Michelle Pfeiffer Says Its Too Risky to Work with Fierce Husband David E. Kelley

Michelle Pfeiffer will never work with Emmy-winning writer, producer, and showrunner David E. Kelley. Why? Because it’s best for their real-life marriage.

“Big Little Lies” writer Kelley has frequently collaborated with Nicole Kidman on “Nine Perfect Strangers” and “The Undoing.” The mega producer also is behind Netflix’s “Anatomy of a Scandal” and “The Lincoln Lawyer” series, plus the upcoming HBO Max limited series “Love and Death.”

“Nobody writes, honestly, better for women than he does,” Pfeiffer said during “The Tonight Show Starring Jimmy Fallon” April 7. “It’s unbelievable. And yet, I value our relationship more than a good part.”

The “First Lady” star has been married to Kelley since 1993 after their blind date at a bowling alley. But their shared passion for filmmaking is a double-edged sword.

“I just think it’s too risky,” Pfeiffer continued. “We’re both kind of fierce when we work, so if I come home and I’ve had a bad day, and I’m upset about something, I want him to be on my side because he hasn’t heard the other side. There’s value in that.”

And Pfeiffer does invite risk in when it comes to her work, especially when signing on to Marvel films without reading the scripts. “It’s all very mysterious,” Pfeiffer said of the MCU. “It’s a little hard. I knew a little bit about the [‘Ant-Man’] character but there was no script. You have to commit without actually having read anything. It wouldn’t have mattered because it all changes anyway.”

The one thing that doesn’t change, though? Pfeiffer’s love for Kelley, with whom she shares two children.

“It’ll be 29 years this year,” she said of her anniversary with Kelley.

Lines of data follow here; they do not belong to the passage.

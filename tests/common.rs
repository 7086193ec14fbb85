// tests/common.rs
use anyhow::Result;
use std::fs::{self, File};
use std::io::Write;
use tempfile::{tempdir, TempDir};

#[allow(dead_code)]
pub fn create_file_with_content(dir_path: &std::path::Path, file_name: &str, content: &str) -> Result<()> {
    let mut file = File::create(dir_path.join(file_name))?;
    file.write_all(content.as_bytes())?;
    Ok(())
}

/// A small tree with a regular file, a backup-style default-exclude
/// candidate, a subdirectory, and (on Unix) a symlink to the subdirectory.
#[allow(dead_code)]
pub fn setup_test_directory() -> Result<TempDir> {
    let dir = tempdir()?;
    let base = dir.path();

    create_file_with_content(base, "keep.txt", "hello")?;
    create_file_with_content(base, "keep.txt~", "backup")?;
    fs::create_dir(base.join("sub"))?;
    create_file_with_content(&base.join("sub"), "nested.txt", "world")?;

    #[cfg(unix)]
    {
        std::os::unix::fs::symlink(base.join("sub"), base.join("sub_link"))?;
        std::os::unix::fs::symlink(base.join("keep.txt"), base.join("keep_link.txt"))?;
    }

    Ok(dir)
}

And Pfeiffer previously shared with IndieWire her secret to choosing (non-Kelley penned) roles: “I think I’ve always been kind of choosy, even when I had no business being choosy. I always felt this need to play a variety of different types of characters,” she said in 2021. “I remember early on when — again, I had no business being choosy about anything — I would, within the limited options that I had at the time, always go for something different.”